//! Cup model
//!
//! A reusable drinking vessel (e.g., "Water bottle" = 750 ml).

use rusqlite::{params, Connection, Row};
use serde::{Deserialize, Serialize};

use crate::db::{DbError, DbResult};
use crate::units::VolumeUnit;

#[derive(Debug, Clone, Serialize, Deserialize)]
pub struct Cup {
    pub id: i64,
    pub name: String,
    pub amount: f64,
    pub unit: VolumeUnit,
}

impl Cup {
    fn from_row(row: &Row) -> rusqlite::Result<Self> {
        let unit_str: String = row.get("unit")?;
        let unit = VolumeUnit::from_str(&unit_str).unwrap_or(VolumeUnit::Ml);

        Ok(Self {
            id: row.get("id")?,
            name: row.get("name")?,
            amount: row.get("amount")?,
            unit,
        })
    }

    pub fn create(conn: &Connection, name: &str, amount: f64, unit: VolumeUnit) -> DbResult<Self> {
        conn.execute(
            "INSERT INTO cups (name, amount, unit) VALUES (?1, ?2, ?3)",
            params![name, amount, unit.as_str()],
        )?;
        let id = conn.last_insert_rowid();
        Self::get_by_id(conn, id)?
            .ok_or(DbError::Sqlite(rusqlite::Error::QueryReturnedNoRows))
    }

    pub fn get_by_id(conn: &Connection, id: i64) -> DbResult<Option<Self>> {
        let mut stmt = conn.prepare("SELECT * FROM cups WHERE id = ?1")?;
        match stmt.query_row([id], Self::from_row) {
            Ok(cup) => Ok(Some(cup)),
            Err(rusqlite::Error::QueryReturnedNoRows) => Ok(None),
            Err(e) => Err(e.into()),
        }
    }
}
# # #
### [What is being asked]
Copy every line of the records above that holds the word "Serialize".

### [Reply to the exercise]
use serde::{Deserialize, Serialize};
#[derive(Debug, Clone, Serialize, Deserialize)]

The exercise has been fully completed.